RCN General Secretary and Chief Executive Professor Nicola Ranger said yesterday: ‘Nursing is in crisis – there are fewer joining and too many experienced professionals leaving. This is deeply offensive to nursing staff, detrimental to their patients and contradictory to hopes of rebuilding the NHS.’
BMA chair of council, Professor Philip Banfield, said: ‘For this government to give evidence to the doctors’ and dentists’ pay review body (DDRB) believing a 2.8% pay rise is enough, indicates a poor grasp of the unresolved issues from two years of industrial action.
‘It is far below the current rate of inflation experienced by doctors in their daily lives and does not move significantly closer to restoring the relative value of doctors’ pay lost over the past 15 years.

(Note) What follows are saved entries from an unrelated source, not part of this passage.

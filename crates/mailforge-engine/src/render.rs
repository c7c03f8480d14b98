//! Render dispatch
//!
//! The renderer walks the head first, handing each node to its head
//! component, then renders the resolved body depth-first. Unknown tags are
//! reported and skipped so the rest of the document still renders.

use mailforge_dom::{AttributeResolver, Attributes, ElementNode, RenderContext, ResolvedNode};

use crate::component::{BodyComponent, Component, Registry};
use crate::{CompileError, Diagnostic, GlobalData, HeadValue, Target};

/// Drives head handling and body rendering for one compile
pub struct Renderer<'r> {
    registry: &'r Registry,
    global: GlobalData,
    diagnostics: Vec<Diagnostic>,
}

impl<'r> Renderer<'r> {
    pub fn new(registry: &'r Registry, global: GlobalData) -> Self {
        Self {
            registry,
            global,
            diagnostics: Vec::new(),
        }
    }

    pub fn global(&self) -> &GlobalData {
        &self.global
    }

    pub fn global_mut(&mut self) -> &mut GlobalData {
        &mut self.global
    }

    pub fn registry(&self) -> &'r Registry {
        self.registry
    }

    pub fn report(&mut self, diagnostic: Diagnostic) {
        self.diagnostics.push(diagnostic);
    }

    pub fn diagnostics(&self) -> &[Diagnostic] {
        &self.diagnostics
    }

    pub fn into_parts(self) -> (GlobalData, Vec<Diagnostic>) {
        (self.global, self.diagnostics)
    }

    /// Apply one head node. Body components found in the head render into
    /// the raw head fragments.
    pub fn handle_head(&mut self, node: &ElementNode) -> Result<(), CompileError> {
        match self.registry.get(&node.tag_name) {
            Some(Component::Head(component)) => {
                let component = component.clone();
                component.handle(node, self)
            }
            Some(Component::Body(_)) => {
                let resolved = AttributeResolver::new(self.global.tables()).resolve(node);
                let html = self.render(&resolved, &RenderContext::new())?;
                if !html.trim().is_empty() {
                    self.global.add("head_raw", HeadValue::Text(html))?;
                }
                Ok(())
            }
            None => {
                self.unknown(&node.tag_name, node.line);
                Ok(())
            }
        }
    }

    /// Render one resolved node. Unknown tags render nothing.
    pub fn render(&mut self, node: &ResolvedNode, context: &RenderContext) -> Result<String, CompileError> {
        let component = match self.registry.get(&node.tag_name) {
            Some(Component::Body(component)) => component.clone(),
            Some(Component::Head(_)) => {
                tracing::warn!("<{}> is a head element, skipped in body", node.tag_name);
                self.report(Diagnostic::new(
                    &node.tag_name,
                    node.line,
                    format!("{} can only be used inside mj-head", node.tag_name),
                ));
                return Ok(String::new());
            }
            None => {
                self.unknown(&node.tag_name, node.line);
                return Ok(String::new());
            }
        };

        if !self.global.styles().has_head_style(component.tag_name()) {
            if let Some(style) = component.head_style(&self.global) {
                self.global.add_head_style(component.tag_name(), style);
            }
        }

        let attributes = merged_attributes(component.as_ref(), node, context);
        let mut element = Element {
            node,
            component: component.as_ref(),
            attributes,
            context: context.clone(),
            renderer: self,
        };
        component.render(&mut element)
    }

    /// Merged attributes `node` renders with under `context`
    pub fn attributes_for(&self, node: &ResolvedNode, context: &RenderContext) -> Attributes {
        match self.registry.get(&node.tag_name) {
            Some(Component::Body(component)) => merged_attributes(component.as_ref(), node, context),
            _ => node.attributes.clone(),
        }
    }

    /// True for registered raw components, which parents do not wrap
    pub fn is_raw(&self, tag_name: &str) -> bool {
        matches!(self.registry.get(tag_name), Some(Component::Body(c)) if c.is_raw())
    }

    fn unknown(&mut self, tag_name: &str, line: Option<usize>) {
        tracing::warn!("Unknown element <{}>", tag_name);
        self.report(Diagnostic::unknown_element(tag_name, line));
    }
}

/// Component defaults, then `mj-all`, then attributes passed by the parent,
/// then the resolved attributes of the node
fn merged_attributes(component: &dyn BodyComponent, node: &ResolvedNode, context: &RenderContext) -> Attributes {
    let mut attributes: Attributes = component
        .default_attributes()
        .iter()
        .map(|(name, value)| (name.to_string(), value.to_string()))
        .collect();
    attributes.extend(node.global_attributes.clone());
    attributes.extend(context.inherited_attributes().clone());
    attributes.extend(node.attributes.clone());
    attributes
}

/// A body node being rendered, with its merged attributes
pub struct Element<'a, 'r> {
    node: &'a ResolvedNode,
    component: &'a dyn BodyComponent,
    attributes: Attributes,
    context: RenderContext,
    renderer: &'a mut Renderer<'r>,
}

impl<'a, 'r> Element<'a, 'r> {
    pub fn tag_name(&self) -> &str {
        &self.node.tag_name
    }

    pub fn attr(&self, name: &str) -> Option<&str> {
        self.attributes.get(name).map(String::as_str)
    }

    /// Attribute value, treating an empty string as unset
    pub fn non_empty_attr(&self, name: &str) -> Option<&str> {
        self.attr(name).filter(|v| !v.is_empty())
    }

    pub fn attributes(&self) -> &Attributes {
        &self.attributes
    }

    /// Whether the author set `name` on the element itself
    pub fn is_explicit(&self, name: &str) -> bool {
        self.node.is_explicit(name)
    }

    /// Verbatim inner markup, trimmed
    pub fn content(&self) -> &str {
        self.node.content_or_empty().trim()
    }

    pub fn children(&self) -> &'a [ResolvedNode] {
        &self.node.children
    }

    pub fn line(&self) -> Option<usize> {
        self.node.line
    }

    pub fn context(&self) -> &RenderContext {
        &self.context
    }

    /// The context this element hands to its children
    pub fn child_context(&self) -> RenderContext {
        self.component.child_context(self)
    }

    pub fn global(&self) -> &GlobalData {
        &self.renderer.global
    }

    pub fn global_mut(&mut self) -> &mut GlobalData {
        &mut self.renderer.global
    }

    pub fn target(&self) -> Target {
        self.renderer.global.target()
    }

    pub fn is_raw(&self, child: &ResolvedNode) -> bool {
        self.renderer.is_raw(&child.tag_name)
    }

    /// Attributes `child` will render with under `context`
    pub fn child_attributes(&self, child: &ResolvedNode, context: &RenderContext) -> Attributes {
        self.renderer.attributes_for(child, context)
    }

    /// Children that are not raw passthrough
    pub fn non_raw_children(&self) -> Vec<&'a ResolvedNode> {
        self.children().iter().filter(|c| !self.is_raw(c)).collect()
    }

    pub fn render_child(&mut self, child: &ResolvedNode, context: &RenderContext) -> Result<String, CompileError> {
        self.renderer.render(child, context)
    }

    /// Render every child with the child context, concatenated
    pub fn render_children(&mut self) -> Result<String, CompileError> {
        let context = self.child_context();
        let mut out = String::new();
        for child in self.children() {
            out.push_str(&self.render_child(child, &context)?);
        }
        Ok(out)
    }

    /// Render every child, handing `attributes` to each
    pub fn render_children_with(&mut self, attributes: Attributes) -> Result<String, CompileError> {
        let context = self.child_context().with_inherited_attributes(attributes);
        let mut out = String::new();
        for child in self.children() {
            out.push_str(&self.render_child(child, &context)?);
        }
        Ok(out)
    }

    pub fn report(&mut self, message: impl Into<String>) {
        let diagnostic = Diagnostic::new(self.node.tag_name.clone(), self.node.line, message);
        self.renderer.report(diagnostic);
    }
}
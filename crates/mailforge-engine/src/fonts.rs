//! Font usage detection

use std::collections::BTreeMap;

use regex::{Regex, RegexBuilder};

fn pattern(template: &str, name: &str) -> Option<Regex> {
    let source = template.replace("{name}", &regex::escape(name));
    RegexBuilder::new(&source).case_insensitive(true).build().ok()
}

/// URLs of the fonts a `font-family` declaration in the body or the inline
/// CSS refers to, without duplicates
pub fn used_font_urls(content: &str, inline_styles: &[String], fonts: &BTreeMap<String, String>) -> Vec<String> {
    let mut urls: Vec<String> = Vec::new();

    for (name, url) in fonts {
        let in_attribute = pattern(r#""[^"]*font-family:[^"]*{name}[^"]*""#, name).is_some_and(|re| re.is_match(content));
        let in_inline = || {
            pattern(r"font-family:[^;}]*{name}", name)
                .is_some_and(|re| inline_styles.iter().any(|css| re.is_match(css)))
        };

        if (in_attribute || in_inline()) && !urls.contains(url) {
            urls.push(url.clone());
        }
    }

    urls
}

/// `<link>` and `@import` block hidden from Outlook
pub fn html_font_tags(urls: &[String]) -> String {
    if urls.is_empty() {
        return String::new();
    }

    let links: Vec<String> = urls
        .iter()
        .map(|url| format!("<link href=\"{}\" rel=\"stylesheet\" type=\"text/css\">", url))
        .collect();
    let imports: Vec<String> = urls.iter().map(|url| format!("@import url({});", url)).collect();

    format!(
        "<!--[if !mso]><!-->\n{}\n<style type=\"text/css\">\n{}\n</style>\n<!--<![endif]-->",
        links.join("\n"),
        imports.join("\n")
    )
}
//! mailforge AMP
//!
//! Rewrites an assembled email document into one AMP4EMAIL accepts. The
//! transform is an ordered list of independent text stages; every stage is
//! idempotent and can be run or tested on its own.

mod fonts;
pub mod stages;

pub use fonts::{build_font_links, is_allowlisted_font_url, AMP4EMAIL_FONT_ORIGINS};

/// A named text rewrite
#[derive(Clone, Copy)]
pub struct Stage {
    pub name: &'static str,
    pub rewrite: fn(&str) -> String,
}

impl std::fmt::Debug for Stage {
    fn fmt(&self, f: &mut std::fmt::Formatter<'_>) -> std::fmt::Result {
        f.debug_struct("Stage").field("name", &self.name).finish()
    }
}

/// Stages in the order they run. Image unwrapping must follow image
/// rewriting since it matches `amp-img`.
pub const DEFAULT_STAGES: &[Stage] = &[
    Stage { name: "conditional-comments", rewrite: stages::strip_conditional_comments },
    Stage { name: "links", rewrite: stages::filter_links },
    Stage { name: "images", rewrite: stages::rewrite_images },
    Stage { name: "cell-images", rewrite: stages::unwrap_cell_images },
    Stage { name: "anchors", rewrite: stages::replace_bare_anchors },
    Stage { name: "inline-styles", rewrite: stages::strip_disallowed_styles },
    Stage { name: "strike", rewrite: stages::replace_strike },
    Stage { name: "label-align", rewrite: stages::strip_label_align },
    Stage { name: "custom-css", rewrite: stages::clean_custom_css },
];

/// AMP4EMAIL rewrite pipeline
#[derive(Debug, Clone)]
pub struct AmpTransform {
    stages: Vec<Stage>,
}

impl AmpTransform {
    pub fn new() -> Self {
        Self {
            stages: DEFAULT_STAGES.to_vec(),
        }
    }

    /// Pipeline running only `stages`, in the given order
    pub fn with_stages(stages: Vec<Stage>) -> Self {
        Self { stages }
    }

    pub fn stages(&self) -> &[Stage] {
        &self.stages
    }

    pub fn transform(&self, html: &str) -> String {
        let mut out = html.to_string();
        for stage in &self.stages {
            let before = out.len();
            out = (stage.rewrite)(&out);
            tracing::debug!("AMP stage {}: {} -> {} bytes", stage.name, before, out.len());
        }
        out
    }
}

impl Default for AmpTransform {
    fn default() -> Self {
        Self::new()
    }
}

#[cfg(test)]
mod tests {
    use super::*;

    #[test]
    fn test_stage_order() {
        let names: Vec<_> = AmpTransform::new().stages().iter().map(|s| s.name).collect();
        let images = names.iter().position(|n| *n == "images").unwrap();
        let cells = names.iter().position(|n| *n == "cell-images").unwrap();
        assert!(images < cells);
        assert_eq!(names.len(), 9);
    }

    #[test]
    fn test_cell_image_needs_rewritten_tag() {
        let html = "<td><div><img src=\"a.png\" width=\"20px\"></div></td>";
        let out = AmpTransform::new().transform(html);
        assert_eq!(
            out,
            "<td><amp-img layout=\"responsive\" src=\"a.png\" width=\"20\" height=\"1\"></amp-img></td>"
        );
    }

    #[test]
    fn test_custom_stage_list() {
        let only_anchors = AmpTransform::with_stages(vec![DEFAULT_STAGES[4]]);
        assert_eq!(
            only_anchors.transform("<a href=\"#\"><img src=\"x\"></a>"),
            "<a href=\"https://example.com/\"><img src=\"x\"></a>"
        );
    }
}
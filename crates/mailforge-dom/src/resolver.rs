//! Attribute resolution
//!
//! Single top-down pass computing the effective attributes of every node.
//! Layers, lowest to highest precedence:
//! 1. per-tag defaults
//! 2. the node's own attribute classes, in reference order
//! 3. defaults the ancestor's class hint declares for this tag
//! 4. explicitly authored attributes

use crate::{AttributeTables, Attributes, ElementNode, ALL_TAG, CLASS_ATTRIBUTE, CSS_CLASS_ATTRIBUTE};

/// Element with its attributes resolved
#[derive(Debug, Clone, Default, PartialEq, Eq)]
pub struct ResolvedNode {
    pub tag_name: String,
    /// Effective attributes after class and default resolution
    pub attributes: Attributes,
    /// Attributes the author wrote on the element (class reference excluded)
    pub raw_attributes: Attributes,
    /// Attributes declared for every tag (`mj-all`)
    pub global_attributes: Attributes,
    pub children: Vec<ResolvedNode>,
    pub content: Option<String>,
    pub line: Option<usize>,
}

impl ResolvedNode {
    pub fn attr(&self, name: &str) -> Option<&str> {
        self.attributes.get(name).map(String::as_str)
    }

    /// Whether the author set `name` explicitly rather than through defaults
    pub fn is_explicit(&self, name: &str) -> bool {
        self.raw_attributes.contains_key(name)
    }

    pub fn content_or_empty(&self) -> &str {
        self.content.as_deref().unwrap_or("")
    }
}

/// Walks an element tree once, resolving attributes against the lookup tables
pub struct AttributeResolver<'a> {
    tables: &'a AttributeTables,
}

impl<'a> AttributeResolver<'a> {
    pub fn new(tables: &'a AttributeTables) -> Self {
        Self { tables }
    }

    /// Resolve a whole tree starting with an empty class hint
    pub fn resolve(&self, node: &ElementNode) -> ResolvedNode {
        let resolved = self.resolve_with_hint(node, "");
        tracing::debug!("Resolved attributes for <{}> subtree", node.tag_name);
        resolved
    }

    /// Resolve `node` under the class hint inherited from its ancestors
    pub fn resolve_with_hint(&self, node: &ElementNode, parent_class: &str) -> ResolvedNode {
        let tag = node.tag_name.as_str();
        let own_classes = node.attributes.get(CLASS_ATTRIBUTE).map(String::as_str);

        let mut attributes = self.tables.defaults_for(tag).cloned().unwrap_or_default();
        attributes.extend(self.class_attributes(own_classes.unwrap_or("")));

        for hint in parent_class.split_whitespace() {
            if let Some(defaults) = self.tables.class_default(hint, tag) {
                attributes.extend(defaults.clone());
            }
        }

        let raw_attributes: Attributes = node
            .attributes
            .iter()
            .filter(|(name, _)| name.as_str() != CLASS_ATTRIBUTE)
            .map(|(name, value)| (name.clone(), value.clone()))
            .collect();
        attributes.extend(raw_attributes.clone());

        // A node declaring its own classes replaces the hint, never merges with it
        let next_hint = own_classes.unwrap_or(parent_class);

        ResolvedNode {
            tag_name: node.tag_name.clone(),
            attributes,
            raw_attributes,
            global_attributes: self.tables.defaults_for(ALL_TAG).cloned().unwrap_or_default(),
            children: node
                .children
                .iter()
                .map(|child| self.resolve_with_hint(child, next_hint))
                .collect(),
            content: node.content.clone(),
            line: node.line,
        }
    }

    /// Merge the attribute sets of every referenced class, in reference order
    fn class_attributes(&self, classes: &str) -> Attributes {
        let mut merged = Attributes::new();

        for name in classes.split_whitespace() {
            let Some(values) = self.tables.class(name) else {
                continue;
            };

            let combined = match (merged.get(CSS_CLASS_ATTRIBUTE), values.get(CSS_CLASS_ATTRIBUTE)) {
                (Some(previous), Some(next)) => Some(format!("{previous} {next}")),
                _ => None,
            };

            merged.extend(values.clone());
            if let Some(css_class) = combined {
                merged.insert(CSS_CLASS_ATTRIBUTE.to_string(), css_class);
            }
        }

        merged
    }
}
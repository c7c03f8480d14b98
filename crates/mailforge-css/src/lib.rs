//! mailforge CSS
//!
//! Selector parsing and matching, style rule extraction, CSS minification,
//! head style builders and the template-aware minification guard.

mod selectors;
mod rules;
mod minify;
mod head;
mod template;

pub use selectors::{
    AttributeMatcher, AttributeSelector, Combinator, ComplexSelector, CompoundSelector,
    MatchElement, SelectorList, Specificity,
};
pub use rules::{parse_rules, Declaration, StyleRule};
pub use minify::{minify_declarations, minify_stylesheet, strip_important};
pub use head::{
    build_amp_custom_css, build_amp_media_queries, build_media_queries_tags, build_style_tag,
    MediaQueryOptions,
};
pub use template::{Classification, MinificationGuard, TemplateSyntax, Token, Tokenized};

/// Selector or stylesheet failure
#[derive(Debug, thiserror::Error)]
pub enum CssError {
    #[error("Invalid selector '{selector}': {message}")]
    InvalidSelector { selector: String, message: String },

    #[error("Parse error: {0}")]
    Parse(String),

    #[error("Print error: {0}")]
    Print(String),
}

/// Minification guard failure
#[derive(Debug, thiserror::Error)]
pub enum GuardError {
    #[error("Unbalanced template delimiters found in CSS: {details}. Fix template tokens or disable CSS minification.")]
    Unbalanced { details: String },

    #[error("Mixed variable syntax detected. Use either CSS property syntax (e.g., color: {{{{variable}}}}) OR block syntax (e.g., {{{{variable}}}}), not both in the same document.")]
    MixedSyntax,

    #[error("Minification failed: {0}")]
    Minify(String),
}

‘When doctors accepted their pay offers this summer, the government was under no illusion about the need to continue to reverse the effects of pay erosion, the path set to achieve that in future pay rounds, and the very real risk of further industrial action if this was not achieved.’
Dr Patrick Roach, General Secretary of NASUWT teachers union, said: ‘The government’s decision to publish its submission to the pay review body has caused major concern for teachers and for schools.
‘Notwithstanding the government’s failure to recognise and address the real terms cuts to pay that teachers have endured, Ministers appear intent on adding insult to injury by asking schools to fund any pay award from their existing budgets. The government’s proposals can only mean further cuts to pay, jobs and support for pupils.
‘The government needs to understand that it is facing the prospect of industrial relations misery in the new year if it persists on this path.’
Daniel Kebede, General Secretary of the National Education Union, said: ‘The proposed unfunded 2.8% pay increase for September 2025 for teachers in England set out in the government’s evidence to the STRB falls well short of the urgent action needed.
‘School cuts have left education on the brink, with a deep and severe recruitment and retention crisis that is causing wholescale damage to education provision.
‘We have got the highest primary class sizes in Europe. We have the highest secondary class sizes on record. We have a million pupils taught in classes of more than 30. There are no “efficiencies” that can be made without further damaging education. Starmer will be the only Labour Prime Minister other than James Callaghan to tell schools to make cuts.
‘When the Secretary of State took office, she rightly committed to securing the best life chances for every child and to recruiting 6,500 new teachers. However, neither objective can be achieved without properly investing in our education service and in the teachers who deliver it.’